兵役逃れ
兵役逃れ(へいえきのがれ)とは兵役義務のある国家(徴兵制度実施国)で、兵役に何らかの手段で最初から参加しないで済ませる行為である。ここでは良心的兵役拒否については扱わない。
概要[編集]
兵役を逃れる方法は様々だが、概ね以下のパターンに分けられる。
- 入隊前の徴兵検査の段階で徴兵に適さないと診断されるような体作りをする、或いはそれを装う
- 兵役免除となる条件に当てはまるよう立ち振る舞う
- 警察・司法の手が届かない外国に逃亡・移住・徴兵制度のない国の国籍を取得する
1.は徴兵検査当日まで食事の量を減らすなどして兵役に適さない弱い体を装うか、醤油を一気飲みするなどして当日体調不良を装い、現役入隊を避ける。
2.はたいてい兵役免除の規定があり、それに当てはまるよう立ち振る舞う事で兵役を逃れられる。一例として軍属に志願する、特例のある学校(医学部・理工学部など)に進学するなど。
3.は外国人と結婚して徴兵制度のない国に帰化することで徴兵を合法的に逃れられる。ただし偽装結婚で帰化した場合はこの限りにない。
徴兵検査を担当する医師も慣れたもので、兵役に適さない体を装うテクニックなどはほぼお見通しであった。
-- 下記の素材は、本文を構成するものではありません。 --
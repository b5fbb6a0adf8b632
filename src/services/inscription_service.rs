use chrono::Utc;
use sea_orm::*;
use std::collections::HashMap;

use crate::error::ServiceError;
use crate::models::dto::{InscriptionRequest, InscriptionResponse};
use crate::models::enums::StatusInscription;
use crate::models::{admin, etudiant, inscription};
use crate::services::admin_service::AdminService;
use crate::services::etudiant_service::EtudiantService;

pub struct InscriptionService;

impl InscriptionService {
    /// Contrairement aux autres workflows, l'inscription résout l'étudiant
    /// par son identifiant et non par le triplet d'identité.
    pub async fn create_inscription(
        db: &DatabaseConnection,
        request: InscriptionRequest,
    ) -> Result<InscriptionResponse, ServiceError> {
        let etudiant = EtudiantService::find_by_id(db, request.etudiant_id).await?;

        let new_inscription = inscription::ActiveModel {
            type_inscription: Set(request.type_inscription),
            status: Set(StatusInscription::Enregistre),
            annee_universitaire: Set(request.annee_universitaire),
            date_creation: Set(Utc::now().naive_utc()),
            etudiant_id: Set(etudiant.id),
            ..Default::default()
        };

        let inscription = new_inscription.insert(db).await?;
        tracing::info!("Inscription created successfully with ID: {}", inscription.id);

        Ok(InscriptionResponse::new(&inscription, &etudiant, None))
    }

    pub async fn get_all_inscriptions(
        db: &DatabaseConnection,
    ) -> Result<Vec<InscriptionResponse>, ServiceError> {
        let rows = inscription::Entity::find()
            .find_also_related(etudiant::Entity)
            .all(db)
            .await?;

        let admins: HashMap<i32, admin::Model> = admin::Entity::find()
            .all(db)
            .await?
            .into_iter()
            .map(|a| (a.id, a))
            .collect();

        let mut responses = Vec::with_capacity(rows.len());
        for (inscription, etudiant) in &rows {
            if let Some(etudiant) = etudiant {
                let admin = inscription.admin_id.and_then(|id| admins.get(&id));
                responses.push(InscriptionResponse::new(inscription, etudiant, admin));
            }
        }
        Ok(responses)
    }

    pub async fn get_inscription_by_id(
        db: &DatabaseConnection,
        id: i32,
    ) -> Result<InscriptionResponse, ServiceError> {
        let inscription = Self::find_by_id(db, id).await?;

        let etudiant = EtudiantService::find_by_id(db, inscription.etudiant_id).await?;
        let admin = match inscription.admin_id {
            Some(admin_id) => admin::Entity::find_by_id(admin_id).one(db).await?,
            None => None,
        };
        Ok(InscriptionResponse::new(&inscription, &etudiant, admin.as_ref()))
    }

    pub async fn get_inscriptions_by_etudiant(
        db: &DatabaseConnection,
        etudiant_id: i32,
    ) -> Result<Vec<InscriptionResponse>, ServiceError> {
        let etudiant = EtudiantService::find_by_id(db, etudiant_id).await?;

        let inscriptions = inscription::Entity::find()
            .filter(inscription::Column::EtudiantId.eq(etudiant_id))
            .all(db)
            .await?;

        let admins: HashMap<i32, admin::Model> = admin::Entity::find()
            .all(db)
            .await?
            .into_iter()
            .map(|a| (a.id, a))
            .collect();

        Ok(inscriptions
            .iter()
            .map(|i| {
                let admin = i.admin_id.and_then(|id| admins.get(&id));
                InscriptionResponse::new(i, &etudiant, admin)
            })
            .collect())
    }

    pub async fn confirm_inscription(
        db: &DatabaseConnection,
        id: i32,
        admin_username: &str,
    ) -> Result<InscriptionResponse, ServiceError> {
        Self::decide(db, id, admin_username, StatusInscription::Confirme).await
    }

    pub async fn cancel_inscription(
        db: &DatabaseConnection,
        id: i32,
        admin_username: &str,
    ) -> Result<InscriptionResponse, ServiceError> {
        Self::decide(db, id, admin_username, StatusInscription::Annule).await
    }

    async fn decide(
        db: &DatabaseConnection,
        id: i32,
        admin_username: &str,
        status: StatusInscription,
    ) -> Result<InscriptionResponse, ServiceError> {
        let inscription = Self::find_by_id(db, id).await?;
        let admin = AdminService::find_by_username(db, admin_username).await?;

        let mut active: inscription::ActiveModel = inscription.into();
        active.status = Set(status);
        active.date_confirmation = Set(Some(Utc::now().naive_utc()));
        active.admin_id = Set(Some(admin.id));

        let updated = active.update(db).await?;
        tracing::info!("Inscription with ID: {} updated to {:?}.", id, status);

        let etudiant = EtudiantService::find_by_id(db, updated.etudiant_id).await?;
        Ok(InscriptionResponse::new(&updated, &etudiant, Some(&admin)))
    }

    async fn find_by_id(
        db: &DatabaseConnection,
        id: i32,
    ) -> Result<inscription::Model, ServiceError> {
        inscription::Entity::find_by_id(id)
            .one(db)
            .await?
            .ok_or_else(|| {
                ServiceError::NotFound(format!("Inscription non trouvée avec l'ID: {}", id))
            })
    }
}

#[cfg(test)]
mod tests {
    use super::*;
    use crate::models::enums::{Role, TypeInscription};
    use chrono::NaiveDate;

    fn etudiant_fixture() -> etudiant::Model {
        etudiant::Model {
            id: 1,
            nom: "El Amrani".into(),
            prenom: "Sara".into(),
            email: "a@x.com".into(),
            code_apogee: 123,
            cin: "C1".into(),
            filiere: "GI".into(),
            niveau: "S3".into(),
            annee_universitaire: "2024/2025".into(),
            nom_utilisateur: "a@x.com".into(),
            mot_de_passe: "hash".into(),
            role: Role::Etudiant,
        }
    }

    fn admin_fixture() -> admin::Model {
        admin::Model {
            id: 7,
            nom: "Admin".into(),
            prenom: "System".into(),
            cin: "ADMIN001".into(),
            nom_utilisateur: "admin".into(),
            mot_de_passe: "hash".into(),
            role: Role::Admin,
        }
    }

    fn inscription_fixture(status: StatusInscription) -> inscription::Model {
        inscription::Model {
            id: 20,
            type_inscription: TypeInscription::Reinsc,
            status,
            annee_universitaire: "2024/2025".into(),
            date_creation: NaiveDate::from_ymd_opt(2025, 2, 1)
                .unwrap()
                .and_hms_opt(8, 0, 0)
                .unwrap(),
            date_confirmation: None,
            etudiant_id: 1,
            admin_id: None,
        }
    }

    #[tokio::test]
    async fn test_create_with_unknown_student_is_not_found() {
        let db = MockDatabase::new(DatabaseBackend::Postgres)
            .append_query_results([Vec::<etudiant::Model>::new()])
            .into_connection();

        let request = InscriptionRequest {
            etudiant_id: 99,
            type_inscription: TypeInscription::Master,
            annee_universitaire: "2024/2025".into(),
        };

        let result = InscriptionService::create_inscription(&db, request).await;
        assert!(matches!(result, Err(ServiceError::NotFound(_))));
    }

    #[tokio::test]
    async fn test_create_starts_enregistre() {
        let saved = inscription_fixture(StatusInscription::Enregistre);
        let db = MockDatabase::new(DatabaseBackend::Postgres)
            .append_query_results([vec![etudiant_fixture()]])
            .append_query_results([vec![saved.clone()]])
            .append_query_results([vec![saved]])
            .append_exec_results([MockExecResult {
                last_insert_id: 20,
                rows_affected: 1,
            }])
            .into_connection();

        let request = InscriptionRequest {
            etudiant_id: 1,
            type_inscription: TypeInscription::Reinsc,
            annee_universitaire: "2024/2025".into(),
        };

        let response = InscriptionService::create_inscription(&db, request).await.unwrap();
        assert_eq!(response.status, StatusInscription::Enregistre);
        assert!(response.date_confirmation.is_none());
    }

    #[tokio::test]
    async fn test_confirm_sets_status_date_and_admin() {
        let mut decided = inscription_fixture(StatusInscription::Confirme);
        decided.date_confirmation = Some(
            NaiveDate::from_ymd_opt(2025, 2, 3)
                .unwrap()
                .and_hms_opt(11, 0, 0)
                .unwrap(),
        );
        decided.admin_id = Some(7);

        let db = MockDatabase::new(DatabaseBackend::Postgres)
            .append_query_results([vec![inscription_fixture(StatusInscription::Enregistre)]])
            .append_query_results([vec![admin_fixture()]])
            .append_query_results([vec![decided]])
            .append_query_results([vec![etudiant_fixture()]])
            .append_exec_results([MockExecResult {
                last_insert_id: 0,
                rows_affected: 1,
            }])
            .into_connection();

        let response = InscriptionService::confirm_inscription(&db, 20, "admin")
            .await
            .unwrap();

        assert_eq!(response.status, StatusInscription::Confirme);
        assert!(response.date_confirmation.is_some());
        assert_eq!(response.admin.as_ref().unwrap().id, 7);
    }
}
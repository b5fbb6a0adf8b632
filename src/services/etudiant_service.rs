use sea_orm::*;

use crate::error::ServiceError;
use crate::models::dto::{EtudiantRequest, EtudiantResponse};
use crate::models::enums::Role;
use crate::models::{demande, etudiant, inscription, note, paiement, reclamation};
use crate::utils::password;

/// Mot de passe initial des comptes étudiants créés par l'administration.
/// Aucun flux de réinitialisation forcée n'existe : c'est une dette connue,
/// documentée dans DESIGN.md.
const DEFAULT_STUDENT_PASSWORD: &str = "password";

pub struct EtudiantService;

impl EtudiantService {
    /// Résolution par le triplet d'identité (email, code Apogée, CIN),
    /// utilisé par les créations de demandes/paiements/réclamations.
    pub async fn find_by_identity(
        db: &DatabaseConnection,
        email: &str,
        code_apogee: i32,
        cin: &str,
    ) -> Result<etudiant::Model, ServiceError> {
        etudiant::Entity::find()
            .filter(etudiant::Column::Email.eq(email))
            .filter(etudiant::Column::CodeApogee.eq(code_apogee))
            .filter(etudiant::Column::Cin.eq(cin))
            .one(db)
            .await?
            .ok_or_else(|| {
                ServiceError::NotFound(
                    "Étudiant non trouvé avec les informations fournies.".to_string(),
                )
            })
    }

    pub async fn find_by_email(
        db: &DatabaseConnection,
        email: &str,
    ) -> Result<etudiant::Model, ServiceError> {
        etudiant::Entity::find()
            .filter(etudiant::Column::Email.eq(email))
            .one(db)
            .await?
            .ok_or_else(|| {
                ServiceError::NotFound(format!("Etudiant not found with email: {}", email))
            })
    }

    pub async fn find_by_id(
        db: &DatabaseConnection,
        id: i32,
    ) -> Result<etudiant::Model, ServiceError> {
        etudiant::Entity::find_by_id(id)
            .one(db)
            .await?
            .ok_or_else(|| ServiceError::NotFound(format!("Etudiant not found with ID: {}", id)))
    }

    /// Crée le profil et synthétise les colonnes d'identité :
    /// nom_utilisateur = email, mot de passe par défaut hashé, rôle ETUDIANT.
    pub async fn create_etudiant(
        db: &DatabaseConnection,
        request: EtudiantRequest,
    ) -> Result<EtudiantResponse, ServiceError> {
        let mot_de_passe = password::hash_password(DEFAULT_STUDENT_PASSWORD)
            .map_err(ServiceError::Internal)?;

        let new_etudiant = etudiant::ActiveModel {
            nom: Set(request.nom),
            prenom: Set(request.prenom),
            email: Set(request.email.clone()),
            code_apogee: Set(request.code_apogee),
            cin: Set(request.cin),
            filiere: Set(request.filiere),
            niveau: Set(request.niveau),
            annee_universitaire: Set(request.annee_universitaire),
            nom_utilisateur: Set(request.email),
            mot_de_passe: Set(mot_de_passe),
            role: Set(Role::Etudiant),
            ..Default::default()
        };

        let etudiant = new_etudiant.insert(db).await?;
        tracing::info!("Etudiant created with ID: {}", etudiant.id);

        Ok(EtudiantResponse::from(&etudiant))
    }

    pub async fn get_all_etudiants(
        db: &DatabaseConnection,
    ) -> Result<Vec<EtudiantResponse>, ServiceError> {
        let etudiants = etudiant::Entity::find().all(db).await?;
        Ok(etudiants.iter().map(EtudiantResponse::from).collect())
    }

    pub async fn get_etudiant_by_id(
        db: &DatabaseConnection,
        id: i32,
    ) -> Result<EtudiantResponse, ServiceError> {
        let etudiant = Self::find_by_id(db, id).await?;
        Ok(EtudiantResponse::from(&etudiant))
    }

    /// Met à jour le profil. Le prénom, le nom d'utilisateur et le mot de
    /// passe ne sont volontairement pas touchés.
    pub async fn update_etudiant(
        db: &DatabaseConnection,
        id: i32,
        request: EtudiantRequest,
    ) -> Result<EtudiantResponse, ServiceError> {
        let etudiant = Self::find_by_id(db, id).await?;

        let mut active: etudiant::ActiveModel = etudiant.into();
        active.nom = Set(request.nom);
        active.email = Set(request.email);
        active.code_apogee = Set(request.code_apogee);
        active.cin = Set(request.cin);
        active.filiere = Set(request.filiere);
        active.niveau = Set(request.niveau);
        active.annee_universitaire = Set(request.annee_universitaire);

        let updated = active.update(db).await?;
        tracing::info!("Etudiant updated with ID: {}", id);

        Ok(EtudiantResponse::from(&updated))
    }

    /// Suppression définitive. Les lignes dépendantes (notes et les quatre
    /// workflows) sont retirées dans la même transaction avant l'étudiant,
    /// pour que la cascade soit un contrat explicite et non un effet de bord.
    pub async fn delete_etudiant(db: &DatabaseConnection, id: i32) -> Result<(), ServiceError> {
        let etudiant = Self::find_by_id(db, id).await?;

        let txn = db.begin().await?;

        note::Entity::delete_many()
            .filter(note::Column::EtudiantId.eq(id))
            .exec(&txn)
            .await?;
        demande::Entity::delete_many()
            .filter(demande::Column::EtudiantId.eq(id))
            .exec(&txn)
            .await?;
        inscription::Entity::delete_many()
            .filter(inscription::Column::EtudiantId.eq(id))
            .exec(&txn)
            .await?;
        paiement::Entity::delete_many()
            .filter(paiement::Column::EtudiantId.eq(id))
            .exec(&txn)
            .await?;
        reclamation::Entity::delete_many()
            .filter(reclamation::Column::EtudiantId.eq(id))
            .exec(&txn)
            .await?;
        etudiant.delete(&txn).await?;

        txn.commit().await?;
        tracing::info!("Etudiant deleted with ID: {}", id);

        Ok(())
    }
}

#[cfg(test)]
mod tests {
    use super::*;

    fn etudiant_fixture() -> etudiant::Model {
        etudiant::Model {
            id: 1,
            nom: "El Amrani".into(),
            prenom: "Sara".into(),
            email: "a@x.com".into(),
            code_apogee: 123,
            cin: "C1".into(),
            filiere: "GI".into(),
            niveau: "S3".into(),
            annee_universitaire: "2024/2025".into(),
            nom_utilisateur: "a@x.com".into(),
            mot_de_passe: "hash".into(),
            role: Role::Etudiant,
        }
    }

    #[tokio::test]
    async fn test_find_by_identity_not_found() {
        let db = MockDatabase::new(DatabaseBackend::Postgres)
            .append_query_results([Vec::<etudiant::Model>::new()])
            .into_connection();

        let result = EtudiantService::find_by_identity(&db, "a@x.com", 123, "C1").await;
        assert!(matches!(result, Err(ServiceError::NotFound(_))));
    }

    #[tokio::test]
    async fn test_find_by_identity_found() {
        let db = MockDatabase::new(DatabaseBackend::Postgres)
            .append_query_results([vec![etudiant_fixture()]])
            .into_connection();

        let etudiant = EtudiantService::find_by_identity(&db, "a@x.com", 123, "C1")
            .await
            .unwrap();
        assert_eq!(etudiant.id, 1);
        assert_eq!(etudiant.cin, "C1");
    }

    #[tokio::test]
    async fn test_delete_cascades_before_student() {
        let db = MockDatabase::new(DatabaseBackend::Postgres)
            .append_query_results([vec![etudiant_fixture()]])
            .append_exec_results(vec![
                MockExecResult {
                    last_insert_id: 0,
                    rows_affected: 2,
                };
                6
            ])
            .into_connection();

        EtudiantService::delete_etudiant(&db, 1).await.unwrap();

        // 1 SELECT + 6 DELETE dans la transaction
        let log = db.into_transaction_log();
        assert!(!log.is_empty());
    }

    #[tokio::test]
    async fn test_delete_missing_student_is_not_found() {
        let db = MockDatabase::new(DatabaseBackend::Postgres)
            .append_query_results([Vec::<etudiant::Model>::new()])
            .into_connection();

        let result = EtudiantService::delete_etudiant(&db, 99).await;
        assert!(matches!(result, Err(ServiceError::NotFound(_))));
    }
}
笑い話として難聴を装った者が医師の「こりゃ(軍隊は)無理だな」と小声でつぶやいたのに反応してしまい、難聴が嘘であることがバレたというものが伝わる他、「霊験あらたかな寺の泉で水浴びをすると高熱が出て徴兵を逃れられる」という噂話が広まってそこで実際に水浴びをして高熱を出す者が続出したというものがある。(後にその池を調べたらそこは最悪の場合に命を落とす寄生虫の生息地だったということが判明)
明治時代初期の日本[編集]
徴兵令が発布されるといかに徴兵を逃れるか、徴兵を忌避したい人は徴兵令の盲点を突いて徴兵を逃れた例もあった。徴兵逃れの解説本がベストセラーになるくらいであった。徴兵の対象外として、長男、養子があったが、わざわざ養子になって徴兵逃れとなった例もあった。平民宰相といわれた原敬は家老の家系の士族であったが、分家して平民の長男になり、兵役を逃れることができた。